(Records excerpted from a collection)
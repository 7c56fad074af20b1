use crate::error::Result;
use crate::io::atomic_write;
use chrono::{DateTime, Utc};
use serde::{Deserialize, Serialize};
use std::collections::BTreeMap;
use std::path::{Path, PathBuf};
use std::sync::{Mutex, PoisonError};

pub const SERVICE_RUNTIME: &str = "runtime";
pub const SERVICE_DEPENDENCIES: &str = "dependencies";
pub const SERVICE_BUILD: &str = "build";
pub const SERVICE_DEV: &str = "dev";
pub const SERVICE_STACK: &str = "stack";

#[derive(Debug, Clone, Copy, PartialEq, Eq, Serialize, Deserialize)]
#[serde(rename_all = "snake_case")]
pub enum Status {
    Building,
    Ready,
    Rebuilding,
    Error,
    Stopped,
}

impl Status {
    pub fn as_str(self) -> &'static str {
        match self {
            Status::Building => "building",
            Status::Ready => "ready",
            Status::Rebuilding => "rebuilding",
            Status::Error => "error",
            Status::Stopped => "stopped",
        }
    }
}

impl std::fmt::Display for Status {
    fn fmt(&self, f: &mut std::fmt::Formatter<'_>) -> std::fmt::Result {
        f.write_str(self.as_str())
    }
}

/// Receives service status updates. Fire-and-forget: implementations must not
/// block and never report failure back to the caller.
pub trait StatusSink: Send + Sync {
    fn report(&self, service: &str, status: Status, message: Option<&str>);
}

#[derive(Debug, Clone, PartialEq, Serialize, Deserialize)]
pub struct StatusEntry {
    pub status: Status,
    #[serde(default, skip_serializing_if = "Option::is_none")]
    pub message: Option<String>,
    pub updated_at: DateTime<Utc>,
}

// ---------------------------------------------------------------------------
// StatusBoard
// ---------------------------------------------------------------------------

/// Last-write-wins status table, optionally mirrored to `status.yaml` so that
/// `pressdev status` can read it from another process.
#[derive(Default)]
pub struct StatusBoard {
    entries: Mutex<BTreeMap<String, StatusEntry>>,
    file: Option<PathBuf>,
}

impl StatusBoard {
    pub fn new() -> Self {
        Self::default()
    }

    /// A board that rewrites `path` on every report.
    pub fn with_file(path: &Path) -> Self {
        Self {
            entries: Mutex::new(BTreeMap::new()),
            file: Some(path.to_path_buf()),
        }
    }

    pub fn get(&self, service: &str) -> Option<StatusEntry> {
        self.lock().get(service).cloned()
    }

    pub fn entries(&self) -> BTreeMap<String, StatusEntry> {
        self.lock().clone()
    }

    /// Read a board previously written by [`StatusBoard::with_file`].
    /// A missing file is an empty board.
    pub fn read_file(path: &Path) -> Result<BTreeMap<String, StatusEntry>> {
        match std::fs::read_to_string(path) {
            Ok(text) if text.trim().is_empty() => Ok(BTreeMap::new()),
            Ok(text) => Ok(serde_yaml::from_str(&text)?),
            Err(e) if e.kind() == std::io::ErrorKind::NotFound => Ok(BTreeMap::new()),
            Err(e) => Err(e.into()),
        }
    }

    fn lock(&self) -> std::sync::MutexGuard<'_, BTreeMap<String, StatusEntry>> {
        self.entries.lock().unwrap_or_else(PoisonError::into_inner)
    }

    fn persist(&self, entries: &BTreeMap<String, StatusEntry>) -> Result<()> {
        let Some(path) = &self.file else {
            return Ok(());
        };
        let yaml = serde_yaml::to_string(entries)?;
        atomic_write(path, yaml.as_bytes())
    }
}

impl StatusSink for StatusBoard {
    fn report(&self, service: &str, status: Status, message: Option<&str>) {
        match message {
            Some(m) => tracing::info!("[{service}] {status}: {m}"),
            None => tracing::info!("[{service}] {status}"),
        }
        let mut entries = self.lock();
        entries.insert(
            service.to_string(),
            StatusEntry {
                status,
                message: message.map(str::to_owned),
                updated_at: Utc::now(),
            },
        );
        if let Err(e) = self.persist(&entries) {
            tracing::warn!("failed to write status file: {e}");
        }
    }
}

// ---------------------------------------------------------------------------
// Test support
// ---------------------------------------------------------------------------

/// Sink that keeps every report in order, for asserting transition sequences.
#[cfg(test)]
#[derive(Default)]
pub(crate) struct RecordingSink {
    reports: Mutex<Vec<(String, Status, Option<String>)>>,
}

#[cfg(test)]
impl RecordingSink {
    pub(crate) fn statuses(&self, service: &str) -> Vec<Status> {
        self.reports
            .lock()
            .unwrap()
            .iter()
            .filter(|(s, _, _)| s == service)
            .map(|(_, st, _)| *st)
            .collect()
    }

    pub(crate) fn last(&self, service: &str) -> Option<(Status, Option<String>)> {
        self.reports
            .lock()
            .unwrap()
            .iter()
            .rev()
            .find(|(s, _, _)| s == service)
            .map(|(_, st, m)| (*st, m.clone()))
    }
}

#[cfg(test)]
impl StatusSink for RecordingSink {
    fn report(&self, service: &str, status: Status, message: Option<&str>) {
        self.reports.lock().unwrap().push((
            service.to_string(),
            status,
            message.map(str::to_owned),
        ));
    }
}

### Your objective
Write out every entry word for word.

### Your response
repository 7c56fad074af20b1
use crate::error::Result;
use crate::io::atomic_write;
use chrono::{DateTime, Utc};
use serde::{Deserialize, Serialize};
use std::collections::BTreeMap;
use std::path::{Path, PathBuf};
use std::sync::{Mutex, PoisonError};

pub const SERVICE_RUNTIME: &str = "runtime";
pub const SERVICE_DEPENDENCIES: &str = "dependencies";
pub const SERVICE_BUILD: &str = "build";
pub const SERVICE_DEV: &str = "dev";
pub const SERVICE_STACK: &str = "stack";

#[derive(Debug, Clone, Copy, PartialEq, Eq, Serialize, Deserialize)]
#[serde(rename_all = "snake_case")]
pub enum Status {
    Building,
    Ready,
    Rebuilding,
    Error,
    Stopped,
}

impl Status {
    pub fn as_str(self) -> &'static str {
        match self {
            Status::Building => "building",
            Status::Ready => "ready",
            Status::Rebuilding => "rebuilding",
            Status::Error => "error",
            Status::Stopped => "stopped",
        }
    }
}

impl std::fmt::Display for Status {
    fn fmt(&self, f: &mut std::fmt::Formatter<'_>) -> std::fmt::Result {
        f.write_str(self.as_str())
    }
}

/// Receives service status updates. Fire-and-forget: implementations must not
/// block and never report failure back to the caller.
pub trait StatusSink: Send + Sync {
    fn report(&self, service: &str, status: Status, message: Option<&str>);
}

#[derive(Debug, Clone, PartialEq, Serialize, Deserialize)]
pub struct StatusEntry {
    pub status: Status,
    #[serde(default, skip_serializing_if = "Option::is_none")]
    pub message: Option<String>,
    pub updated_at: DateTime<Utc>,
}

// ---------------------------------------------------------------------------
// StatusBoard
// ---------------------------------------------------------------------------

/// Last-write-wins status table, optionally mirrored to `status.yaml` so that
/// `pressdev status` can read it from another process.
#[derive(Default)]
pub struct StatusBoard {
    entries: Mutex<BTreeMap<String, StatusEntry>>,
    file: Option<PathBuf>,
}

impl StatusBoard {
    pub fn new() -> Self {
        Self::default()
    }

    /// A board that rewrites `path` on every report.
    pub fn with_file(path: &Path) -> Self {
        Self {
            entries: Mutex::new(BTreeMap::new()),
            file: Some(path.to_path_buf()),
        }
    }

    pub fn get(&self, service: &str) -> Option<StatusEntry> {
        self.lock().get(service).cloned()
    }

    pub fn entries(&self) -> BTreeMap<String, StatusEntry> {
        self.lock().clone()
    }

    /// Read a board previously written by [`StatusBoard::with_file`].
    /// A missing file is an empty board.
    pub fn read_file(path: &Path) -> Result<BTreeMap<String, StatusEntry>> {
        match std::fs::read_to_string(path) {
            Ok(text) if text.trim().is_empty() => Ok(BTreeMap::new()),
            Ok(text) => Ok(serde_yaml::from_str(&text)?),
            Err(e) if e.kind() == std::io::ErrorKind::NotFound => Ok(BTreeMap::new()),
            Err(e) => Err(e.into()),
        }
    }

    fn lock(&self) -> std::sync::MutexGuard<'_, BTreeMap<String, StatusEntry>> {
        self.entries.lock().unwrap_or_else(PoisonError::into_inner)
    }

    fn persist(&self, entries: &BTreeMap<String, StatusEntry>) -> Result<()> {
        let Some(path) = &self.file else {
            return Ok(());
        };
        let yaml = serde_yaml::to_string(entries)?;
        atomic_write(path, yaml.as_bytes())
    }
}

impl StatusSink for StatusBoard {
    fn report(&self, service: &str, status: Status, message: Option<&str>) {
        match message {
            Some(m) => tracing::info!("[{service}] {status}: {m}"),
            None => tracing::info!("[{service}] {status}"),
        }
        let mut entries = self.lock();
        entries.insert(
            service.to_string(),
            StatusEntry {
                status,
                message: message.map(str::to_owned),
                updated_at: Utc::now(),
            },
        );
        if let Err(e) = self.persist(&entries) {
            tracing::warn!("failed to write status file: {e}");
        }
    }
}

// ---------------------------------------------------------------------------
// Test support
// ---------------------------------------------------------------------------

/// Sink that keeps every report in order, for asserting transition sequences.
#[cfg(test)]
#[derive(Default)]
pub(crate) struct RecordingSink {
    reports: Mutex<Vec<(String, Status, Option<String>)>>,
}

#[cfg(test)]
impl RecordingSink {
    pub(crate) fn statuses(&self, service: &str) -> Vec<Status> {
        self.reports
            .lock()
            .unwrap()
            .iter()
            .filter(|(s, _, _)| s == service)
            .map(|(_, st, _)| *st)
            .collect()
    }

    pub(crate) fn last(&self, service: &str) -> Option<(Status, Option<String>)> {
        self.reports
            .lock()
            .unwrap()
            .iter()
            .rev()
            .find(|(s, _, _)| s == service)
            .map(|(_, st, m)| (*st, m.clone()))
    }
}

#[cfg(test)]
impl StatusSink for RecordingSink {
    fn report(&self, service: &str, status: Status, message: Option<&str>) {
        self.reports.lock().unwrap().push((
            service.to_string(),
            status,
            message.map(str::to_owned),
        ));
    }
}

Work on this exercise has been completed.